◆ PROBLEM DESCRIPTION ◆
Scan the records beneath this line for the line holding "pub fn n_columns(&self)" and the line holding "pub fn max_batch_len(&self)", then transcribe exactly those two and all lines between.

◆ ENTRIES SUPPLIED ◆
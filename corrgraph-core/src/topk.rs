//! Running top-k neighbour rows.
//!
//! A [`TopKRow`] keeps the `k` best `(global index, correlation)` pairs seen
//! so far for one sample. Order is descending correlation, ties broken by the
//! smaller global index. Merging new candidate columns re-selects over the
//! union of the kept entries and the new columns, which is equivalent to a
//! single selection over every column seen so far.

use std::cmp::Ordering;

use rayon::prelude::*;
use serde::{Deserialize, Serialize};

use crate::correlation::{MaskMode, SENTINEL};

/// Neighbour index carried by padding entries.
pub const PAD_INDEX: usize = usize::MAX;

#[derive(Debug, Clone, Copy, PartialEq, Serialize, Deserialize)]
pub struct Neighbor {
    pub index: usize,
    pub value: f64,
}

impl Neighbor {
    pub fn new(index: usize, value: f64) -> Self {
        Self { index, value }
    }

    pub fn pad() -> Self {
        Self {
            index: PAD_INDEX,
            value: SENTINEL,
        }
    }

    pub fn is_pad(&self) -> bool {
        self.index == PAD_INDEX
    }
}

/// Descending value, then ascending index.
#[inline]
pub fn rank_order(a: &Neighbor, b: &Neighbor) -> Ordering {
    b.value
        .partial_cmp(&a.value)
        .unwrap_or(Ordering::Equal)
        .then(a.index.cmp(&b.index))
}

/// Keep the `k` best candidates, sorted by [`rank_order`], padded to `k`.
pub fn select_top_k(candidates: &mut Vec<Neighbor>, k: usize) {
    if k == 0 {
        candidates.clear();
        return;
    }
    if candidates.len() > k {
        candidates.select_nth_unstable_by(k, rank_order);
        candidates.truncate(k);
    }
    candidates.sort_unstable_by(rank_order);
    candidates.resize(k, Neighbor::pad());
}

#[derive(Debug, Clone, PartialEq, Serialize, Deserialize)]
pub struct TopKRow {
    k: usize,
    entries: Vec<Neighbor>,
}

impl TopKRow {
    /// A row with nothing seen yet: `k` padding entries.
    pub fn empty(k: usize) -> Self {
        Self {
            k,
            entries: vec![Neighbor::pad(); k],
        }
    }

    /// Seed a row from an initial candidate set.
    pub fn seed(k: usize, mut candidates: Vec<Neighbor>) -> Self {
        select_top_k(&mut candidates, k);
        Self {
            k,
            entries: candidates,
        }
    }

    /// Rebuild a row from persisted, already ordered entries.
    pub fn from_entries(entries: Vec<Neighbor>) -> Self {
        Self {
            k: entries.len(),
            entries,
        }
    }

    /// Merge new candidate columns into the row.
    pub fn merge<I>(&mut self, candidates: I)
    where
        I: IntoIterator<Item = Neighbor>,
    {
        let mut pool: Vec<Neighbor> = self.entries.drain(..).filter(|n| !n.is_pad()).collect();
        pool.extend(candidates);
        select_top_k(&mut pool, self.k);
        self.entries = pool;
    }

    pub fn k(&self) -> usize {
        self.k
    }

    pub fn entries(&self) -> &[Neighbor] {
        &self.entries
    }

    pub fn indices(&self) -> impl Iterator<Item = usize> + '_ {
        self.entries.iter().map(|n| n.index)
    }

    pub fn values(&self) -> impl Iterator<Item = f64> + '_ {
        self.entries.iter().map(|n| n.value)
    }

    /// Smallest kept value; [`SENTINEL`] while padding remains.
    pub fn min_value(&self) -> f64 {
        self.entries.last().map(|n| n.value).unwrap_or(SENTINEL)
    }

    /// True once every slot holds a real neighbour.
    pub fn is_complete(&self) -> bool {
        self.entries.iter().all(|n| !n.is_pad())
    }
}

/// Seed the rows of a diagonal block.
///
/// `block` is the `n × n` self-correlation of a batch starting at global index
/// `global_start`, already masked with [`SENTINEL`]. Masked cells are skipped;
/// local column indices are shifted to global indices.
pub fn seed_diagonal(
    block: &[f64],
    n: usize,
    global_start: usize,
    k: usize,
    mode: MaskMode,
) -> Vec<TopKRow> {
    (0..n)
        .into_par_iter()
        .map(|i| {
            let row = &block[i * n..(i + 1) * n];
            let candidates: Vec<Neighbor> = row
                .iter()
                .enumerate()
                .filter(|&(j, _)| !mode.is_masked(i, j))
                .map(|(j, &v)| Neighbor::new(global_start + j, v))
                .collect();
            TopKRow::seed(k, candidates)
        })
        .collect()
}

/// Merge a `rows.len() × col_index.len()` correlation block (row-major) into
/// the running rows. `col_index[j]` is the global index of column `j`.
pub fn merge_block(rows: &mut [TopKRow], block: &[f64], col_index: &[usize]) {
    let m = col_index.len();
    if m == 0 {
        return;
    }
    rows.par_iter_mut()
        .zip(block.par_chunks(m))
        .for_each(|(row, values)| {
            row.merge(
                col_index
                    .iter()
                    .zip(values)
                    .map(|(&index, &value)| Neighbor::new(index, value)),
            );
        });
}
//! Job configuration.
//!
//! `JobConfig` is assembled with the same `with_*` builder chain used across
//! the crate and travels inside the broadcast [`PartitionPlan`], so every unit
//! runs with the aggregator's values.
//!
//! [`PartitionPlan`]: crate::partition::PartitionPlan

use std::collections::HashMap;
use std::fmt;
use std::path::{Path, PathBuf};

use corrgraph_core::correlation::MaskMode;
use log::{debug, info, warn};
use serde::{Deserialize, Serialize};

use crate::errors::{PipelineError, PipelineResult};

/// Samples per read call when streaming a batch.
pub const DEFAULT_CHUNK_SIZE: usize = 100;

#[derive(Debug, Clone, PartialEq, Serialize, Deserialize)]
pub struct JobConfig {
    /// Row batches; must equal the number of worker units.
    pub(crate) batches_dim0: usize,
    /// Bins per worker along the column dimension.
    pub(crate) bins_dim1: usize,
    /// Neighbours kept per sample (K).
    pub(crate) neighbors: usize,
    pub(crate) chunk_size: usize,
    pub(crate) mask: MaskMode,
    pub(crate) output_dir: PathBuf,
}

impl Default for JobConfig {
    fn default() -> Self {
        debug!("Creating JobConfig with default parameters");
        Self {
            batches_dim0: 1,
            bins_dim1: 1,
            neighbors: 10,
            chunk_size: DEFAULT_CHUNK_SIZE,
            mask: MaskMode::Upper,
            output_dir: PathBuf::from("corrgraph-output"),
        }
    }
}

impl JobConfig {
    pub fn new() -> Self {
        info!("Initializing new JobConfig");
        Self::default()
    }

    /// Number of row batches (`dim0`) and bins per row (`dim1`).
    pub fn with_batches(mut self, dim0: usize, dim1: usize) -> Self {
        info!("Configuring batches: dim0={}, dim1={}", dim0, dim1);
        self.batches_dim0 = dim0;
        self.bins_dim1 = dim1;
        self
    }

    pub fn with_neighbors(mut self, k: usize) -> Self {
        info!("Configuring neighbours: k={}", k);
        self.neighbors = k;
        self
    }

    pub fn with_chunk_size(mut self, chunk_size: usize) -> Self {
        if chunk_size == 0 {
            warn!("chunk_size=0 is not usable, keeping {}", self.chunk_size);
            return self;
        }
        self.chunk_size = chunk_size;
        self
    }

    /// Diagonal-block convention, see [`MaskMode`].
    pub fn with_mask(mut self, mask: MaskMode) -> Self {
        info!("Configuring diagonal mask: {}", mask);
        self.mask = mask;
        self
    }

    /// Directory receiving statistics, patches and the final matrix.
    pub fn with_output_dir(mut self, path: impl AsRef<Path>) -> Self {
        let path_buf = path.as_ref().to_path_buf();
        info!("Writing artifacts to: {}", path_buf.display());
        self.output_dir = path_buf;
        self
    }

    pub fn batches_dim0(&self) -> usize {
        self.batches_dim0
    }

    pub fn bins_dim1(&self) -> usize {
        self.bins_dim1
    }

    pub fn neighbors(&self) -> usize {
        self.neighbors
    }

    pub fn chunk_size(&self) -> usize {
        self.chunk_size
    }

    pub fn mask(&self) -> MaskMode {
        self.mask
    }

    pub fn output_dir(&self) -> &Path {
        &self.output_dir
    }

    /// One aggregator plus one worker per row batch.
    pub fn check_topology(&self, n_units: usize) -> PipelineResult<()> {
        if n_units < 2 || self.batches_dim0 != n_units - 1 {
            return Err(PipelineError::Configuration(format!(
                "{} units cannot run {} batches: need exactly one worker per batch plus one aggregator",
                n_units, self.batches_dim0
            )));
        }
        Ok(())
    }

    pub fn config_typed(&self) -> HashMap<String, ConfigValue> {
        let mut config = HashMap::new();
        config.insert(
            "batches_dim0".to_string(),
            ConfigValue::Usize(self.batches_dim0),
        );
        config.insert("bins_dim1".to_string(), ConfigValue::Usize(self.bins_dim1));
        config.insert("neighbors".to_string(), ConfigValue::Usize(self.neighbors));
        config.insert(
            "chunk_size".to_string(),
            ConfigValue::Usize(self.chunk_size),
        );
        config.insert("mask".to_string(), ConfigValue::MaskMode(self.mask));
        config.insert(
            "output_dir".to_string(),
            ConfigValue::String(self.output_dir.display().to_string()),
        );
        config
    }
}

impl fmt::Display for JobConfig {
    /// Comma-separated `key=value` pairs.
    fn fmt(&self, f: &mut fmt::Formatter<'_>) -> fmt::Result {
        write!(
            f,
            "batches_dim0={}, \
             bins_dim1={}, \
             neighbors={}, \
             chunk_size={}, \
             mask={}, \
             output_dir={}",
            self.batches_dim0,
            self.bins_dim1,
            self.neighbors,
            self.chunk_size,
            self.mask,
            self.output_dir.display()
        )
    }
}

/// Configuration value that keeps its type through JSON metadata.
#[derive(Debug, Clone, PartialEq, Serialize, Deserialize)]
pub enum ConfigValue {
    Usize(usize),
    String(String),
    MaskMode(MaskMode),
}

impl ConfigValue {
    pub fn as_usize(&self) -> Option<usize> {
        match self {
            ConfigValue::Usize(v) => Some(*v),
            _ => None,
        }
    }

    pub fn as_str(&self) -> Option<&str> {
        match self {
            ConfigValue::String(v) => Some(v),
            _ => None,
        }
    }

    pub fn as_mask_mode(&self) -> Option<MaskMode> {
        match self {
            ConfigValue::MaskMode(v) => Some(*v),
            _ => None,
        }
    }
}

impl fmt::Display for ConfigValue {
    fn fmt(&self, f: &mut fmt::Formatter<'_>) -> fmt::Result {
        match self {
            ConfigValue::Usize(v) => write!(f, "{}", v),
            ConfigValue::String(v) => write!(f, "{}", v),
            ConfigValue::MaskMode(v) => write!(f, "{}", v),
        }
    }
}
//! Batch partitioning over the global sample index.
//!
//! The catalog's datasets are laid end to end (file order, then dataset
//! order) to form the global index space `[0, N)`. The [`Partitioner`] cuts
//! that space into `batches_dim0` row batches and, for every batch, groups the
//! other batches into column bins. Every batch and every bin is resolved to
//! the minimal list of contiguous [`ReadSpec`]s, so a worker never issues a
//! per-sample read.

use std::collections::HashSet;
use std::ops::Range;

use corrgraph_core::batching::{batch_ranges, group_bins};
use log::{debug, info};
use serde::{Deserialize, Serialize};

use crate::config::JobConfig;
use crate::errors::{PipelineError, PipelineResult};
use crate::source::{Catalog, ReadSpec};

/// A run of consecutive global indices stored in one dataset.
#[derive(Debug, Clone, Copy, PartialEq, Eq, Serialize, Deserialize)]
pub struct Segment {
    pub start: usize,
    pub len: usize,
    pub file: usize,
    pub dataset: usize,
}

impl Segment {
    pub fn end(&self) -> usize {
        self.start + self.len
    }
}

/// Global index → (file, dataset, local offset), stored as ordered segments.
#[derive(Debug, Clone, Default, PartialEq, Eq, Serialize, Deserialize)]
pub struct GlobalIndexMap {
    segments: Vec<Segment>,
    total: usize,
}

impl GlobalIndexMap {
    /// Empty datasets take no global indices.
    pub fn from_catalog(catalog: &Catalog) -> Self {
        let mut segments = Vec::new();
        let mut start = 0;
        for (file, source_file) in catalog.files.iter().enumerate() {
            for (dataset, info) in source_file.datasets.iter().enumerate() {
                if info.n_samples == 0 {
                    continue;
                }
                segments.push(Segment {
                    start,
                    len: info.n_samples,
                    file,
                    dataset,
                });
                start += info.n_samples;
            }
        }
        Self {
            segments,
            total: start,
        }
    }

    pub fn total(&self) -> usize {
        self.total
    }

    pub fn segments(&self) -> &[Segment] {
        &self.segments
    }

    /// `(file, dataset, local offset)` of a global index.
    pub fn locate(&self, global: usize) -> Option<(usize, usize, usize)> {
        if global >= self.total {
            return None;
        }
        let pos = self.segments.partition_point(|s| s.end() <= global);
        let seg = self.segments.get(pos)?;
        Some((seg.file, seg.dataset, global - seg.start))
    }

    /// Minimal reads covering `range`: one per dataset the range touches.
    /// Out-of-range indices are ignored.
    pub fn resolve(&self, range: Range<usize>) -> Vec<ReadSpec> {
        let end = range.end.min(self.total);
        if range.start >= end {
            return Vec::new();
        }
        let first = self.segments.partition_point(|s| s.end() <= range.start);

        self.segments[first..]
            .iter()
            .take_while(|s| s.start < end)
            .map(|s| {
                let lo = range.start.max(s.start) - s.start;
                let hi = end.min(s.end()) - s.start;
                ReadSpec {
                    file: s.file,
                    dataset: s.dataset,
                    range: lo..hi,
                }
            })
            .collect()
    }
}

/// One row batch with the reads that materialise it.
#[derive(Debug, Clone, PartialEq, Eq, Serialize, Deserialize)]
pub struct BatchLayout {
    pub id: usize,
    pub range: Range<usize>,
    pub reads: Vec<ReadSpec>,
}

impl BatchLayout {
    pub fn len(&self) -> usize {
        self.range.len()
    }

    pub fn is_empty(&self) -> bool {
        self.range.is_empty()
    }
}

/// A group of column batches loaded with one bulk read.
#[derive(Debug, Clone, PartialEq, Eq, Serialize, Deserialize)]
pub struct Bin {
    pub batches: Vec<usize>,
    /// Global ranges of the batches, ascending.
    pub ranges: Vec<Range<usize>>,
    pub reads: Vec<ReadSpec>,
}

impl Bin {
    /// Global index of every column, in read order.
    pub fn columns(&self) -> Vec<usize> {
        self.ranges.iter().flat_map(|r| r.clone()).collect()
    }

    pub fn n_columns(&self) -> usize {
        self.ranges.iter().map(|r| r.len()).sum()
    }
}

/// Everything a unit needs to take part in the job; broadcast by the
/// aggregator before any computation.
#[derive(Debug, Clone, PartialEq, Serialize, Deserialize)]
pub struct PartitionPlan {
    config: JobConfig,
    catalog: Catalog,
    index_map: GlobalIndexMap,
    feature_shape: Vec<usize>,
    batches: Vec<BatchLayout>,
    /// `bins[b]`: column bins scanned by the owner of batch `b`.
    bins: Vec<Vec<Bin>>,
}

impl PartitionPlan {
    pub fn config(&self) -> &JobConfig {
        &self.config
    }

    pub fn catalog(&self) -> &Catalog {
        &self.catalog
    }

    pub fn index_map(&self) -> &GlobalIndexMap {
        &self.index_map
    }

    pub fn feature_shape(&self) -> &[usize] {
        &self.feature_shape
    }

    pub fn feature_dim(&self) -> usize {
        self.feature_shape.iter().product()
    }

    pub fn total_samples(&self) -> usize {
        self.index_map.total()
    }

    pub fn neighbors(&self) -> usize {
        self.config.neighbors()
    }

    pub fn n_batches(&self) -> usize {
        self.batches.len()
    }

    pub fn batches(&self) -> &[BatchLayout] {
        &self.batches
    }

    pub fn batch(&self, id: usize) -> Option<&BatchLayout> {
        self.batches.get(id)
    }

    pub fn bins(&self, batch: usize) -> &[Bin] {
        self.bins.get(batch).map(|b| b.as_slice()).unwrap_or(&[])
    }

    pub fn max_batch_len(&self) -> usize {
        self.batches.iter().map(|b| b.len()).max().unwrap_or(0)
    }
}

pub struct Partitioner {
    config: JobConfig,
}

impl Partitioner {
    pub fn new(config: JobConfig) -> Self {
        Self { config }
    }

    /// Validate the catalog against the configuration and lay out batches
    /// and bins. Every failure is a configuration error.
    pub fn plan(&self, catalog: &Catalog) -> PipelineResult<PartitionPlan> {
        info!("Partitioning with {}", self.config);

        let mut seen = HashSet::new();
        for file in &catalog.files {
            if !seen.insert(&file.path) {
                return Err(PipelineError::Configuration(format!(
                    "file {} is listed more than once",
                    file.path.display()
                )));
            }
        }

        let feature_shape = catalog
            .feature_shape()
            .map(|s| s.to_vec())
            .ok_or_else(|| PipelineError::Configuration("no datasets to process".to_string()))?;
        for file in &catalog.files {
            for dataset in &file.datasets {
                if dataset.shape != feature_shape {
                    return Err(PipelineError::Configuration(format!(
                        "dataset {} in {} has shape {:?}, expected {:?}",
                        dataset.name,
                        file.path.display(),
                        dataset.shape,
                        feature_shape
                    )));
                }
            }
        }

        let index_map = GlobalIndexMap::from_catalog(catalog);
        let total = index_map.total();
        let n_batches = self.config.batches_dim0();
        let k = self.config.neighbors();

        if total == 0 {
            return Err(PipelineError::Configuration(
                "datasets hold no samples".to_string(),
            ));
        }
        if n_batches == 0 || n_batches > total {
            return Err(PipelineError::Configuration(format!(
                "cannot split {} samples into {} batches",
                total, n_batches
            )));
        }
        if self.config.bins_dim1() == 0 {
            return Err(PipelineError::Configuration(
                "bins_dim1 must be at least 1".to_string(),
            ));
        }
        if k == 0 {
            return Err(PipelineError::Configuration(
                "number of neighbours must be at least 1".to_string(),
            ));
        }

        let ranges = batch_ranges(total, n_batches);
        let max_batch = ranges.iter().map(|r| r.len()).max().unwrap_or(0);
        let reachable = self.config.mask().min_candidates(total, max_batch);
        if k > reachable {
            return Err(PipelineError::Configuration(format!(
                "k={} exceeds the {} candidates every sample is guaranteed to see \
                 ({} samples, largest batch {}, mask {})",
                k,
                reachable,
                total,
                max_batch,
                self.config.mask()
            )));
        }

        let batches: Vec<BatchLayout> = ranges
            .iter()
            .enumerate()
            .map(|(id, range)| BatchLayout {
                id,
                range: range.clone(),
                reads: index_map.resolve(range.clone()),
            })
            .collect();

        let bins: Vec<Vec<Bin>> = (0..n_batches)
            .map(|own| {
                group_bins(own, n_batches, self.config.bins_dim1())
                    .into_iter()
                    .map(|group| {
                        let ranges: Vec<Range<usize>> =
                            group.iter().map(|&b| ranges[b].clone()).collect();
                        Bin {
                            reads: coalesce(
                                ranges.iter().flat_map(|r| index_map.resolve(r.clone())),
                            ),
                            batches: group,
                            ranges,
                        }
                    })
                    .collect()
            })
            .collect();

        for batch in &batches {
            debug!(
                "batch {}: {:?} in {} reads, {} bins",
                batch.id,
                batch.range,
                batch.reads.len(),
                bins[batch.id].len()
            );
        }

        Ok(PartitionPlan {
            config: self.config.clone(),
            catalog: catalog.clone(),
            index_map,
            feature_shape,
            batches,
            bins,
        })
    }
}

/// Merge reads of the same dataset that touch end to end.
fn coalesce(reads: impl IntoIterator<Item = ReadSpec>) -> Vec<ReadSpec> {
    let mut out: Vec<ReadSpec> = Vec::new();
    for read in reads {
        match out.last_mut() {
            Some(last)
                if last.file == read.file
                    && last.dataset == read.dataset
                    && last.range.end == read.range.start =>
            {
                last.range.end = read.range.end;
            }
            _ => out.push(read),
        }
    }
    out
}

◆ TASK RESPONSE ◆
    pub fn n_columns(&self) -> usize {
        self.ranges.iter().map(|r| r.len()).sum()
    }
}

/// Everything a unit needs to take part in the job; broadcast by the
/// aggregator before any computation.
#[derive(Debug, Clone, PartialEq, Serialize, Deserialize)]
pub struct PartitionPlan {
    config: JobConfig,
    catalog: Catalog,
    index_map: GlobalIndexMap,
    feature_shape: Vec<usize>,
    batches: Vec<BatchLayout>,
    /// `bins[b]`: column bins scanned by the owner of batch `b`.
    bins: Vec<Vec<Bin>>,
}

impl PartitionPlan {
    pub fn config(&self) -> &JobConfig {
        &self.config
    }

    pub fn catalog(&self) -> &Catalog {
        &self.catalog
    }

    pub fn index_map(&self) -> &GlobalIndexMap {
        &self.index_map
    }

    pub fn feature_shape(&self) -> &[usize] {
        &self.feature_shape
    }

    pub fn feature_dim(&self) -> usize {
        self.feature_shape.iter().product()
    }

    pub fn total_samples(&self) -> usize {
        self.index_map.total()
    }

    pub fn neighbors(&self) -> usize {
        self.config.neighbors()
    }

    pub fn n_batches(&self) -> usize {
        self.batches.len()
    }

    pub fn batches(&self) -> &[BatchLayout] {
        &self.batches
    }

    pub fn batch(&self, id: usize) -> Option<&BatchLayout> {
        self.batches.get(id)
    }

    pub fn bins(&self, batch: usize) -> &[Bin] {
        self.bins.get(batch).map(|b| b.as_slice()).unwrap_or(&[])
    }

    pub fn max_batch_len(&self) -> usize {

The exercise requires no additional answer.